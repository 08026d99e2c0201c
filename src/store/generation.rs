//! One immutable generation of the five field indices plus their mapping.

use std::collections::{BTreeMap, HashSet};
use std::path::Path;
use std::time::Instant;

use rayon::prelude::*;

use crate::embedding::{Embedder, field_text};
use crate::error::{SearchError, SearchResult};
use crate::types::{BugReport, FieldKind, IndexVersion, InternalId};
use crate::vector::{
    ARTIFACT_VERSION, ArtifactError, FieldIndex, IndexParams, read_index, write_index,
};

use super::manifest::StoreManifest;
use super::mapping::IdMapping;

/// Texts per embedder call during a build.
const EMBED_BATCH_SIZE: usize = 64;

/// Outcome of building one field index.
struct FieldBuild {
    index: FieldIndex,
    skipped: usize,
}

/// A complete, finalized index version.
///
/// Never mutated after construction; readers share it through an `Arc`.
#[derive(Debug)]
pub struct IndexGeneration {
    indices: Vec<FieldIndex>,
    mapping: IdMapping,
    manifest: StoreManifest,
    /// Field texts that could not be embedded during the build
    skipped: usize,
}

impl IndexGeneration {
    /// Embeds every field of every report and builds fresh indices.
    ///
    /// Field texts the embedder rejects are skipped with a warning. A field
    /// where every text fails aborts the build, since that points at an
    /// unusable embedder rather than odd input.
    #[tracing::instrument(skip_all, fields(version = %version, reports = reports.len()))]
    pub fn build(
        version: IndexVersion,
        reports: &[BugReport],
        embedder: &dyn Embedder,
        params: IndexParams,
    ) -> SearchResult<Self> {
        let started = Instant::now();
        let mapping = IdMapping::from_reports(reports);
        let dimension = embedder.dimension();

        // Reports in mapping order, later duplicates dropped
        let mut seen = HashSet::new();
        let ordered: Vec<&BugReport> = reports.iter().filter(|r| seen.insert(&r.bug_id)).collect();

        let builds = FieldKind::ALL
            .par_iter()
            .map(|&field| build_field(field, &ordered, &mapping, embedder, params))
            .collect::<SearchResult<Vec<FieldBuild>>>()?;

        let skipped = builds.iter().map(|b| b.skipped).sum();
        let indices: Vec<FieldIndex> = builds.into_iter().map(|b| b.index).collect();
        let field_counts: BTreeMap<FieldKind, usize> =
            indices.iter().map(|i| (i.field(), i.len())).collect();

        let manifest = StoreManifest::new(
            version,
            mapping.len(),
            dimension.get(),
            embedder.model_id(),
            field_counts,
        );

        tracing::info!(
            reports = mapping.len(),
            skipped,
            elapsed_ms = started.elapsed().as_millis() as u64,
            "built index generation"
        );

        Ok(Self {
            indices,
            mapping,
            manifest,
            skipped,
        })
    }

    pub fn version(&self) -> IndexVersion {
        self.manifest.version
    }

    pub fn index(&self, field: FieldKind) -> &FieldIndex {
        &self.indices[field.index()]
    }

    pub fn mapping(&self) -> &IdMapping {
        &self.mapping
    }

    pub fn manifest(&self) -> &StoreManifest {
        &self.manifest
    }

    pub fn report_count(&self) -> usize {
        self.mapping.len()
    }

    pub fn skipped_fields(&self) -> usize {
        self.skipped
    }

    /// Writes artifacts, mapping and finally the manifest into `dir`.
    ///
    /// A directory without a manifest is never treated as a usable version.
    pub fn persist(&self, dir: &Path) -> Result<(), ArtifactError> {
        std::fs::create_dir_all(dir)?;
        for index in &self.indices {
            write_index(&dir.join(index.field().artifact_name()), index)?;
        }
        self.mapping.save(dir)?;
        self.manifest.save(dir)?;
        Ok(())
    }

    /// Loads a persisted version and checks it is internally consistent.
    pub fn load(dir: &Path, params: IndexParams) -> Result<Self, ArtifactError> {
        let manifest = StoreManifest::load(dir)?;
        if manifest.format_version != ARTIFACT_VERSION {
            return Err(ArtifactError::InvalidFormat(format!(
                "manifest format {} is not supported (expected {ARTIFACT_VERSION})",
                manifest.format_version
            )));
        }

        let mapping = IdMapping::load(dir)?;
        if mapping.len() != manifest.report_count {
            return Err(ArtifactError::InvalidFormat(format!(
                "mapping holds {} reports, manifest says {}",
                mapping.len(),
                manifest.report_count
            )));
        }

        let mut indices = Vec::with_capacity(FieldKind::ALL.len());
        for field in FieldKind::ALL {
            let index = read_index(&dir.join(field.artifact_name()), field, params)?;
            verify_field(&index, &manifest, &mapping)?;
            indices.push(index);
        }

        Ok(Self {
            indices,
            mapping,
            manifest,
            skipped: 0,
        })
    }
}

fn build_field(
    field: FieldKind,
    reports: &[&BugReport],
    mapping: &IdMapping,
    embedder: &dyn Embedder,
    params: IndexParams,
) -> SearchResult<FieldBuild> {
    let mut index = FieldIndex::new(field, embedder.dimension(), params);

    let texts: Vec<(InternalId, String)> = reports
        .iter()
        .filter_map(|report| {
            let id = mapping.internal_id(&report.bug_id)?;
            let text = field_text(report, field);
            (!text.is_empty()).then_some((id, text))
        })
        .collect();

    let mut skipped = 0;
    let mut last_error = None;
    for chunk in texts.chunks(EMBED_BATCH_SIZE) {
        let batch: Vec<&str> = chunk.iter().map(|(_, t)| t.as_str()).collect();
        let vectors: Vec<Option<Vec<f32>>> = match embedder.embed_batch(&batch, field) {
            Ok(vectors) if vectors.len() == batch.len() => vectors.into_iter().map(Some).collect(),
            // Retry one by one so a single bad text does not sink the batch
            _ => chunk
                .iter()
                .map(|(id, text)| match embedder.embed(text, field) {
                    Ok(vector) => Some(vector),
                    Err(e) => {
                        tracing::warn!(field = %field, internal_id = %id, error = %e, "skipping field text that failed to embed");
                        last_error = Some(e.to_string());
                        None
                    }
                })
                .collect(),
        };

        for ((id, _), vector) in chunk.iter().zip(vectors) {
            match vector {
                Some(vector) => index.insert(&vector, *id)?,
                None => skipped += 1,
            }
        }
    }

    if !texts.is_empty() && index.is_empty() {
        return Err(SearchError::Vectorization {
            reason: format!(
                "no {field} text could be embedded: {}",
                last_error.unwrap_or_else(|| "unknown error".to_string())
            ),
        });
    }

    index.finalize()?;
    tracing::debug!(field = %field, entries = index.len(), skipped, "field index finalized");
    Ok(FieldBuild { index, skipped })
}

fn verify_field(
    index: &FieldIndex,
    manifest: &StoreManifest,
    mapping: &IdMapping,
) -> Result<(), ArtifactError> {
    let field = index.field();
    if index.dimension().get() != manifest.dimension {
        return Err(ArtifactError::InvalidFormat(format!(
            "{field} index has dimension {}, manifest says {}",
            index.dimension(),
            manifest.dimension
        )));
    }
    let expected = manifest.field_counts.get(&field).copied().unwrap_or(0);
    if index.len() != expected {
        return Err(ArtifactError::InvalidFormat(format!(
            "{field} index holds {} entries, manifest says {expected}",
            index.len()
        )));
    }
    if let Some(frozen) = index.frozen() {
        if let Some(orphan) = frozen.ids.iter().find(|id| mapping.entry(**id).is_none()) {
            return Err(ArtifactError::InvalidFormat(format!(
                "{field} index references internal id {orphan} missing from the mapping"
            )));
        }
    }
    Ok(())
}
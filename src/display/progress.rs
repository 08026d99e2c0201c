//! Spinners for long-running CLI operations.

use std::time::Duration;

use indicatif::{ProgressBar, ProgressStyle};

use super::theme::Theme;

/// Spinner on stderr; hidden when output is not a terminal.
pub fn create_spinner(message: &str) -> ProgressBar {
    if Theme::should_disable_colors() {
        return ProgressBar::hidden();
    }
    let spinner = ProgressBar::new_spinner();
    if let Ok(style) = ProgressStyle::default_spinner().template("{spinner:.green} {msg} [{elapsed}]") {
        spinner.set_style(style.tick_strings(&["⠋", "⠙", "⠹", "⠸", "⠼", "⠴", "⠦", "⠧", "⠇", "⠏", "✓"]));
    }
    spinner.set_message(message.to_string());
    spinner.enable_steady_tick(Duration::from_millis(80));
    spinner
}

/// Runs `operation` behind a spinner that is cleared afterwards.
pub fn with_spinner<F, T>(message: &str, operation: F) -> T
where
    F: FnOnce() -> T,
{
    let spinner = create_spinner(message);
    let result = operation();
    spinner.finish_and_clear();
    result
}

******

* [How to complete this task] Quote every line of the records above, from the first down to the one holding "use rayon::prelude::*;", exactly as written.

* [Written response]
repository 08026d99e2c0201c
filename src/store/generation.rs
//! One immutable generation of the five field indices plus their mapping.

use std::collections::{BTreeMap, HashSet};
use std::path::Path;
use std::time::Instant;

use rayon::prelude::*;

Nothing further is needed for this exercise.